# Thanks all of you



## Yote238 (Jan 19, 2014)

Didnt know to post this but ive never done one of these forum before. I have to say you guys have made it a very positive experience. Ive got some really good advise, tips and alot of laughs. That hotel cooking lol. Anyways thanks again. Look forward to this coming year of stories
Yote


----------



## outdoorser (Jan 14, 2013)

Glad to hear it!


----------



## longbow (Mar 31, 2009)

You should be out coyote hunting this weekend. Coyotes won't kill themselves ya know.

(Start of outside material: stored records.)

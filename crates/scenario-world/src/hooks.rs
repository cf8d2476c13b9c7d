//! # Lifecycle hooks
//!
//! Bind the [`ScenarioContext`] state machine to the run:
//!
//! - run start: prepare output directories, probe the store, launch the
//!   shared browser and install the [`RunState`]
//! - scenario start: record the attempt and set the context up
//! - scenario end: capture evidence, finish the record, tear down
//! - run end: write the result document and rerun list, close the browser
//!
//! Evidence capture is best-effort. Its errors are logged as
//! `ArtifactCapture` and never change the scenario's outcome. Tear down and
//! browser close errors are returned, since they mean a leaked session.

use crate::context::{ScenarioContext, ScenarioInfo};
use crate::profile::Profile;
use crate::run_state::RunState;
use browser_driver::{Browser, Page};
use chrono::Utc;
use scenario_report::{render_text, write_rerun, Attachment, RunDocument, ScenarioStatus};
use scenario_report::{RERUN_FILE, RESULTS_FILE};
use std::sync::Arc;
use std::time::Duration;
use storefront_core::artifacts::{self, console_log_content, console_log_file_name, screenshot_file_name};
use storefront_core::{Config, Result, StorefrontError};
use tracing::{debug, error, info, instrument, warn};

const REACHABILITY_ATTEMPTS: usize = 30;
const REACHABILITY_INTERVAL: Duration = Duration::from_millis(100);

/// Prepares the run and launches its shared browser (none in a dry run).
#[instrument(skip_all, fields(profile = %profile, engine = %config.engine))]
pub async fn run_start(config: Config, profile: Profile) -> Result<Arc<RunState>> {
    let browser = if profile.is_dry_run() {
        None
    } else {
        if !wait_for_store(&config.base_url).await {
            warn!(
                "{} did not answer after {} attempts, scenarios will fail on navigation",
                config.base_url, REACHABILITY_ATTEMPTS
            );
        }
        Some(browser_driver::launch(&config).await?)
    };
    run_start_on(config, browser, profile.is_dry_run())
}

/// Installs a run around an already launched browser.
pub fn run_start_on(
    config: Config,
    browser: Option<Arc<dyn Browser>>,
    dry_run: bool,
) -> Result<Arc<RunState>> {
    for dir in artifacts::prepare_directories(&config)? {
        debug!("Prepared {}", dir.display());
    }
    info!("Test run started against {}", config.base_url);
    Ok(RunState::install(RunState::new(config, browser, dry_run)))
}

async fn wait_for_store(url: &str) -> bool {
    let client = reqwest::Client::new();
    for _ in 0..REACHABILITY_ATTEMPTS {
        if let Ok(response) = client.get(url).send().await {
            if response.status().is_success() || response.status().is_redirection() {
                return true;
            }
        }
        tokio::time::sleep(REACHABILITY_INTERVAL).await;
    }
    false
}

/// Writes the run's results and closes the shared browser.
///
/// Returns `None` when no run was started.
#[instrument(skip_all)]
pub async fn run_end() -> Result<Option<RunDocument>> {
    let Some(run) = RunState::take() else {
        warn!("Run end without a run start");
        return Ok(None);
    };

    let document = RunDocument::from_recorder(run.recorder());
    let written = write_results(&run, &document);
    info!(
        "Test run finished\n{}",
        render_text(&document.summary, &document.outcomes())
    );

    if let Some(browser) = run.take_browser() {
        browser
            .close()
            .await
            .map_err(|err| StorefrontError::ResourceRelease {
                reason: format!("shared {} browser did not close: {err}", browser.engine()),
            })?;
        debug!("Closed the shared browser");
    }
    written?;
    Ok(Some(document))
}

fn write_results(run: &RunState, document: &RunDocument) -> Result<()> {
    let reports = &run.config().reports_dir;
    document.write(&reports.join(RESULTS_FILE))?;
    write_rerun(&reports.join(RERUN_FILE), &run.recorder().failed())
}

/// Records a new attempt and sets the context up for it.
///
/// A failed set up finishes the attempt as failed before returning.
#[instrument(skip_all, fields(scenario = %info.name))]
pub async fn scenario_start(
    world: &mut ScenarioContext,
    run: Arc<RunState>,
    mut info: ScenarioInfo,
) -> Result<()> {
    info.attempt = run.next_attempt(&info.key());
    let id = run.recorder().start(
        &info.feature,
        &info.name,
        info.tags.clone(),
        info.location.clone(),
        info.attempt,
    );
    info.record = Some(id);
    info!(
        "Starting scenario: {} (attempt {}) {}",
        info.name,
        info.attempt,
        info.tags.join(" ")
    );

    if let Err(err) = world.set_up(run.clone(), info).await {
        if let Err(finish_err) =
            run.recorder()
                .finish(id, ScenarioStatus::Failed, Some(err.to_string()))
        {
            warn!("Could not record the failed set up: {}", finish_err);
        }
        return Err(err);
    }
    Ok(())
}

/// Captures evidence, finishes the record and tears the context down.
///
/// `error` is the runner's description of a failed step; the context's own
/// last error is used when the runner has none.
#[instrument(skip_all, fields(status = %status))]
pub async fn scenario_end(
    world: &mut ScenarioContext,
    status: ScenarioStatus,
    error: Option<String>,
) -> Result<()> {
    if let (Some(run), Some(info)) = (world.run().cloned(), world.info().cloned()) {
        capture_artifacts(world, &run, &info, status).await;

        let error = error.or_else(|| world.last_error().map(str::to_string));
        if let Some(id) = info.record {
            if let Err(err) = run.recorder().finish(id, status, error) {
                warn!("Could not record the outcome of '{}': {}", info.name, err);
            }
        }
        info!("Scenario '{}' finished: {}", info.name, status);
    }
    world.tear_down().await
}

async fn capture_artifacts(
    world: &ScenarioContext,
    run: &RunState,
    info: &ScenarioInfo,
    status: ScenarioStatus,
) {
    let Some(page) = world.page() else {
        return;
    };

    if let Err(err) = capture_screenshot(page.as_ref(), run, info, status).await {
        log_capture_error("screenshot", err);
    }
    if !status.is_failure() {
        return;
    }
    if let Err(err) = capture_console_errors(world, run, info).await {
        log_capture_error("console errors", err);
    }
    if let Err(err) = capture_url(page.as_ref(), run, info).await {
        log_capture_error("page URL", err);
    }
}

fn log_capture_error(what: &str, err: StorefrontError) {
    let err = StorefrontError::ArtifactCapture {
        reason: format!("{what}: {err}"),
    };
    error!("{}", err);
}

async fn capture_screenshot(
    page: &dyn Page,
    run: &RunState,
    info: &ScenarioInfo,
    status: ScenarioStatus,
) -> Result<()> {
    let png = page.screenshot(true).await?;
    let path = run
        .config()
        .screenshots_dir()
        .join(screenshot_file_name(&info.name, status.as_str()));
    artifacts::write_file(&path, &png)?;
    info!("Screenshot saved to {}", path.display());
    attach(run, info, Attachment::png(&png))
}

async fn capture_console_errors(
    world: &ScenarioContext,
    run: &RunState,
    info: &ScenarioInfo,
) -> Result<()> {
    let errors = world.diagnostics().await;
    if errors.is_empty() {
        return Ok(());
    }
    let path = run
        .config()
        .logs_dir()
        .join(console_log_file_name(&info.name));
    artifacts::write_file(&path, console_log_content(&info.name, Utc::now(), &errors))?;
    info!("Console errors saved to {}", path.display());
    attach(
        run,
        info,
        Attachment::plain(format!("Console errors during test:\n{}", errors.join("\n"))),
    )
}

async fn capture_url(page: &dyn Page, run: &RunState, info: &ScenarioInfo) -> Result<()> {
    let url = page.url().await?;
    attach(run, info, Attachment::plain(format!("Failed at URL: {url}")))
}

fn attach(run: &RunState, info: &ScenarioInfo, attachment: Attachment) -> Result<()> {
    match info.record {
        Some(id) => run.recorder().attach(id, attachment),
        None => Ok(()),
    }
}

Welcome and good to have you on the forum!


----------



## wyogoob (Sep 7, 2007)




----------



## Yote238 (Jan 19, 2014)

Its my weekend to work or i would be. For sure monday and tuesday ill be out looking for Yotes.


----------



## Mavis13 (Oct 29, 2007)

Hotel cooking???
Did I miss something good?
Oh and I totally agree with you; I love this forum; it's truly a gem predominantly occupied by good people.


----------



## 30-06-hunter (Sep 22, 2013)

Yote238 said:


> Its my weekend to work or i would be. For sure monday and tuesday ill be out looking for Yotes.


Are you usually off Monday and Tuesday? I ask because Mondays are usually my day to get out and would love to learn a bit about coyotes.


----------